- Aim of the exercise -
Answer with the number of lines in the listing below that contain the word "free", and nothing else.

##############################

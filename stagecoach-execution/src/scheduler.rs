//! Stage scheduler
//!
//! Runs one stage program for one (configuration, cluster) pair. Stage
//! outcomes drive the transitions; the teardown and cleanup stages at the
//! end of the program run no matter how the main section ended.

use chrono::Utc;
use futures::FutureExt;
use std::panic::AssertUnwindSafe;
use std::time::Instant;
use tracing::{debug, error, info, warn};

use stagecoach_core::program::{loop_begin_label, loop_end_label};
use stagecoach_core::{
    CoordinatorState, Stage, StageOutcome, StageProgram, StageRegistry, Timeline, TimelineEvent,
};

use crate::connections::WorkerConnections;
use crate::error::{ExecutionError, Result};

/// Where the scheduler goes after a stage
#[derive(Debug, Clone, Copy, PartialEq, Eq)]
pub struct Transition {
    pub next: usize,
    /// The run now has a non-zero return code
    pub failed: bool,
    /// Remaining configurations must be skipped
    pub exit_requested: bool,
}

/// Compute the stage following `current` given its outcome.
///
/// BREAK and CONTINUE leave the innermost loop construct; BREAK also
/// forgets the loop's iteration count so a later re-entry starts over.
pub fn resolve_transition(
    program: &StageProgram,
    state: &mut CoordinatorState,
    current: usize,
    outcome: StageOutcome,
) -> Result<Transition> {
    let teardown = program.teardown_index();
    let jump = |next| Transition {
        next,
        failed: false,
        exit_requested: false,
    };

    match outcome {
        StageOutcome::Success => Ok(jump(current + 1)),
        StageOutcome::Fail => Ok(Transition {
            next: teardown,
            failed: true,
            exit_requested: false,
        }),
        StageOutcome::Exit => Ok(Transition {
            next: teardown,
            failed: true,
            exit_requested: true,
        }),
        StageOutcome::Break | StageOutcome::Continue => {
            let name = state.pop_loop()?.ok_or_else(|| {
                ExecutionError::LoopControl(format!("{} outside of any loop construct", outcome))
            })?;
            let label = if outcome == StageOutcome::Break {
                state.reset_loop_counter(&name);
                loop_end_label(&name)
            } else {
                loop_begin_label(&name)
            };
            let next = program
                .label(&label)
                .ok_or_else(|| ExecutionError::LoopControl(format!("undefined label '{}'", label)))?;
            Ok(jump(next))
        }
    }
}

/// Result of running the program for one cluster
#[derive(Debug, Default)]
pub struct ClusterRunOutcome {
    pub failed: bool,
    pub exit_requested: bool,
    /// Error that interrupted the run, after teardown and cleanup were attempted
    pub error: Option<ExecutionError>,
    /// Stages executed on the coordinator
    pub timeline: Timeline,
}

/// Executes a stage program against a set of worker connections
pub struct StageScheduler<'a> {
    program: &'a StageProgram,
    registry: &'a StageRegistry,
    connections: &'a mut dyn WorkerConnections,
    timeline: Timeline,
}

impl<'a> StageScheduler<'a> {
    pub fn new(
        program: &'a StageProgram,
        registry: &'a StageRegistry,
        connections: &'a mut dyn WorkerConnections,
    ) -> Self {
        Self {
            program,
            registry,
            connections,
            timeline: Timeline::for_coordinator(),
        }
    }

    /// Run the program. Teardown and cleanup always run, in that order, and
    /// each exactly once.
    pub async fn run(mut self, state: &mut CoordinatorState) -> ClusterRunOutcome {
        let mut outcome = ClusterRunOutcome::default();

        if let Err(e) = self.run_main(state, &mut outcome).await {
            error!("Scenario interrupted: {}", e);
            outcome.failed = true;
            outcome.error = Some(e);
        }

        for stage_id in [self.program.teardown_index(), self.program.cleanup_index()] {
            match self.execute(stage_id, state).await {
                Ok(stage_outcome) => {
                    if stage_outcome.is_error() {
                        outcome.failed = true;
                    }
                    if stage_outcome == StageOutcome::Exit {
                        outcome.exit_requested = true;
                    }
                    if stage_outcome.is_loop_control() {
                        warn!("Ignoring {} returned by final stage {}", stage_outcome, stage_id);
                    }
                }
                Err(e) => {
                    error!("Final stage {} failed: {}", stage_id, e);
                    outcome.failed = true;
                    if outcome.error.is_none() {
                        outcome.error = Some(e);
                    }
                }
            }
        }

        outcome.timeline = self.timeline;
        outcome
    }

    async fn run_main(&mut self, state: &mut CoordinatorState, outcome: &mut ClusterRunOutcome) -> Result<()> {
        let teardown = self.program.teardown_index();
        let mut current = 0;

        while current < teardown {
            let stage_outcome = self.execute(current, state).await?;
            let transition = match resolve_transition(self.program, state, current, stage_outcome) {
                Ok(transition) => transition,
                Err(e @ ExecutionError::LoopControl(_)) => {
                    error!("Stage {} returned {}: {}", current, stage_outcome, e);
                    outcome.failed = true;
                    return Ok(());
                }
                Err(e) => return Err(e),
            };

            outcome.failed |= transition.failed;
            outcome.exit_requested |= transition.exit_requested;
            if transition.next != current + 1 {
                debug!("Stage {} returned {}, continuing at {}", current, stage_outcome, transition.next);
            }
            current = transition.next;
        }
        Ok(())
    }

    async fn execute(&mut self, stage_id: usize, state: &mut CoordinatorState) -> Result<StageOutcome> {
        let descriptor = self.program.stage(stage_id)?;
        let stage_name = descriptor.name.clone();
        let stage = self.registry.instantiate(descriptor)?;
        let stage_error = |message: String| ExecutionError::Stage {
            stage: stage_name.clone(),
            message,
        };

        let started_at = Utc::now();
        let started = Instant::now();

        let outcome = match stage {
            Stage::Local(stage) => {
                match AssertUnwindSafe(stage.execute(state)).catch_unwind().await {
                    Ok(Ok(outcome)) => outcome,
                    Ok(Err(e)) => return Err(stage_error(e.to_string())),
                    Err(_) => return Err(stage_error("panicked on the coordinator".to_string())),
                }
            }
            Stage::Distributed(mut stage) => {
                stage
                    .init_on_coordinator(state)
                    .map_err(|e| stage_error(e.to_string()))?;
                let data = stage.create_auxiliary_data(state);
                let num_workers = state
                    .cluster()
                    .map(|cluster| cluster.size())
                    .ok_or_else(|| ExecutionError::InvalidState("no active cluster".to_string()))?;
                let acks = self.connections.run_stage(stage_id, data, num_workers).await?;
                stage.reduce_acks(state, &acks)
            }
        };

        let duration = started.elapsed();
        self.timeline.record(TimelineEvent {
            stage_id,
            stage_name: stage_name.clone(),
            started_at,
            duration_ms: duration.as_millis() as u64,
            success: !outcome.is_error(),
        });
        info!("Stage {} ({}) finished with {} in {:?}", stage_id, stage_name, outcome, duration);
        Ok(outcome)
    }
}
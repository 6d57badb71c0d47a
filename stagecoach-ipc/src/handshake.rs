//! Discovery handshake
//!
//! The handshake uses raw big-endian integers without the frame wrapper:
//! the worker sends `[requested index: i32][generation token: 16 bytes]`,
//! the coordinator answers `[assigned index: i32][total workers: i32]`.

use tokio::io::{AsyncRead, AsyncReadExt, AsyncWrite, AsyncWriteExt};

use stagecoach_core::GenerationToken;

use crate::error::IpcError;

/// Requested index meaning "assign me any free slot"
pub const ANY_SLOT: i32 = -1;

/// Worker to coordinator handshake
#[derive(Debug, Clone, Copy, PartialEq, Eq)]
pub struct HandshakeRequest {
    /// `None` asks for any free slot
    pub requested_index: Option<usize>,
    pub generation: GenerationToken,
}

impl HandshakeRequest {
    pub const WIRE_LEN: usize = 4 + GenerationToken::LEN;

    pub fn new(requested_index: Option<usize>, generation: GenerationToken) -> Self {
        Self {
            requested_index,
            generation,
        }
    }

    pub fn encode(&self) -> Result<[u8; Self::WIRE_LEN], IpcError> {
        let index = match self.requested_index {
            None => ANY_SLOT,
            Some(index) => i32::try_from(index)
                .map_err(|_| IpcError::InvalidMessage(format!("worker index {} out of range", index)))?,
        };
        let mut bytes = [0u8; Self::WIRE_LEN];
        bytes[..4].copy_from_slice(&index.to_be_bytes());
        bytes[4..].copy_from_slice(&self.generation.to_bytes());
        Ok(bytes)
    }

    pub fn decode(bytes: &[u8; Self::WIRE_LEN]) -> Result<Self, IpcError> {
        let index = i32::from_be_bytes([bytes[0], bytes[1], bytes[2], bytes[3]]);
        let requested_index = match index {
            ANY_SLOT => None,
            i if i < 0 => {
                return Err(IpcError::InvalidMessage(format!("invalid requested index {}", i)));
            }
            i => Some(i as usize),
        };
        let mut token = [0u8; GenerationToken::LEN];
        token.copy_from_slice(&bytes[4..]);
        Ok(Self {
            requested_index,
            generation: GenerationToken::from_bytes(token),
        })
    }

    pub async fn read_from<R: AsyncRead + Unpin>(reader: &mut R) -> Result<Self, IpcError> {
        let mut bytes = [0u8; Self::WIRE_LEN];
        reader.read_exact(&mut bytes).await?;
        Self::decode(&bytes)
    }

    pub async fn write_to<W: AsyncWrite + Unpin>(&self, writer: &mut W) -> Result<(), IpcError> {
        writer.write_all(&self.encode()?).await?;
        writer.flush().await?;
        Ok(())
    }
}

/// Coordinator to worker handshake answer
#[derive(Debug, Clone, Copy, PartialEq, Eq)]
pub struct HandshakeResponse {
    pub assigned_index: usize,
    pub total_workers: usize,
}

impl HandshakeResponse {
    pub const WIRE_LEN: usize = 8;

    pub fn new(assigned_index: usize, total_workers: usize) -> Self {
        Self {
            assigned_index,
            total_workers,
        }
    }

    pub fn encode(&self) -> Result<[u8; Self::WIRE_LEN], IpcError> {
        let index = i32::try_from(self.assigned_index)
            .map_err(|_| IpcError::InvalidMessage(format!("worker index {} out of range", self.assigned_index)))?;
        let total = i32::try_from(self.total_workers)
            .map_err(|_| IpcError::InvalidMessage(format!("worker count {} out of range", self.total_workers)))?;
        let mut bytes = [0u8; Self::WIRE_LEN];
        bytes[..4].copy_from_slice(&index.to_be_bytes());
        bytes[4..].copy_from_slice(&total.to_be_bytes());
        Ok(bytes)
    }

    pub fn decode(bytes: &[u8; Self::WIRE_LEN]) -> Result<Self, IpcError> {
        let index = i32::from_be_bytes([bytes[0], bytes[1], bytes[2], bytes[3]]);
        let total = i32::from_be_bytes([bytes[4], bytes[5], bytes[6], bytes[7]]);
        if index < 0 || total <= 0 || index >= total {
            return Err(IpcError::InvalidMessage(format!(
                "invalid handshake response: index {} of {} workers",
                index, total
            )));
        }
        Ok(Self::new(index as usize, total as usize))
    }

    pub async fn read_from<R: AsyncRead + Unpin>(reader: &mut R) -> Result<Self, IpcError> {
        let mut bytes = [0u8; Self::WIRE_LEN];
        reader.read_exact(&mut bytes).await?;
        Self::decode(&bytes)
    }

    pub async fn write_to<W: AsyncWrite + Unpin>(&self, writer: &mut W) -> Result<(), IpcError> {
        writer.write_all(&self.encode()?).await?;
        writer.flush().await?;
        Ok(())
    }
}
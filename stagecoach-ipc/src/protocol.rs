//! IPC protocol definitions and message types

use chrono::{DateTime, Utc};
use serde::{Deserialize, Serialize};

use stagecoach_core::{Ack, AuxiliaryData, Cluster, Configuration, StageProgram, Timeline};

/// IPC protocol version for compatibility checking
pub const IPC_PROTOCOL_VERSION: u32 = 1;

/// Messages sent from the coordinator to worker processes.
///
/// Shutdown is not a variant: it is signalled by an empty frame.
#[derive(Debug, Clone, Serialize, Deserialize)]
#[serde(tag = "type", rename_all = "snake_case")]
pub enum CoordinatorCommand {
    /// The program of stages for the whole benchmark
    Scenario { program: StageProgram },

    /// The configuration about to be benchmarked
    Configuration { configuration: Configuration },

    /// The cluster about to run the scenario
    Cluster { cluster: Cluster },

    /// Execute one stage
    RunStage { stage_id: usize, data: AuxiliaryData },

    /// Report and clear the recorded timeline
    CollectTimeline,
}

impl CoordinatorCommand {
    /// Whether the worker answers this command
    pub fn expects_reply(&self) -> bool {
        matches!(
            self,
            CoordinatorCommand::RunStage { .. } | CoordinatorCommand::CollectTimeline
        )
    }

    pub fn kind(&self) -> &'static str {
        match self {
            CoordinatorCommand::Scenario { .. } => "scenario",
            CoordinatorCommand::Configuration { .. } => "configuration",
            CoordinatorCommand::Cluster { .. } => "cluster",
            CoordinatorCommand::RunStage { .. } => "run_stage",
            CoordinatorCommand::CollectTimeline => "collect_timeline",
        }
    }
}

/// Messages sent from worker processes to the coordinator
#[derive(Debug, Clone, Serialize, Deserialize)]
#[serde(tag = "type", rename_all = "snake_case")]
pub enum WorkerReply {
    /// Result of a stage execution
    Ack { ack: Ack },

    /// The worker's recorded timeline
    Timeline { timeline: Timeline },
}

impl WorkerReply {
    pub fn kind(&self) -> &'static str {
        match self {
            WorkerReply::Ack { .. } => "ack",
            WorkerReply::Timeline { .. } => "timeline",
        }
    }
}

/// Message envelope for all IPC communications
#[derive(Debug, Clone, Serialize, Deserialize)]
pub struct MessageEnvelope<T> {
    pub protocol_version: u32,
    pub timestamp: DateTime<Utc>,
    pub message: T,
}

impl<T> MessageEnvelope<T> {
    /// Create a new message envelope
    pub fn new(message: T) -> Self {
        Self {
            protocol_version: IPC_PROTOCOL_VERSION,
            timestamp: Utc::now(),
            message,
        }
    }

    /// Check if protocol version is compatible
    pub fn is_compatible(&self) -> bool {
        self.protocol_version == IPC_PROTOCOL_VERSION
    }
}

#[cfg(test)]
mod tests {
    use super::*;
    use stagecoach_core::{StageDescriptor, WorkerIdentity};
    use std::time::Duration;

    #[test]
    fn test_command_tagging() {
        let command = CoordinatorCommand::RunStage {
            stage_id: 4,
            data: AuxiliaryData::new(),
        };
        let json = serde_json::to_value(&command).unwrap();
        assert_eq!(json["type"], "run_stage");
        assert_eq!(json["stage_id"], 4);
        assert!(command.expects_reply());

        let mut builder = StageProgram::builder();
        builder.stage(StageDescriptor::new("sleep"));
        let scenario = CoordinatorCommand::Scenario {
            program: builder.build().unwrap(),
        };
        assert!(!scenario.expects_reply());
        assert_eq!(scenario.kind(), "scenario");
    }

    #[test]
    fn test_message_envelope() {
        let reply = WorkerReply::Ack {
            ack: Ack::success(WorkerIdentity::first_generation(1), 0, Duration::from_millis(7), None),
        };
        let envelope = MessageEnvelope::new(reply);
        assert_eq!(envelope.protocol_version, IPC_PROTOCOL_VERSION);
        assert!(envelope.is_compatible());

        let json = serde_json::to_string(&envelope).unwrap();
        let back: MessageEnvelope<WorkerReply> = serde_json::from_str(&json).unwrap();
        match back.message {
            WorkerReply::Ack { ack } => assert_eq!(ack.worker_index(), 1),
            other => panic!("Expected ack, got {}", other.kind()),
        }
    }
}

##############################

- Response -
2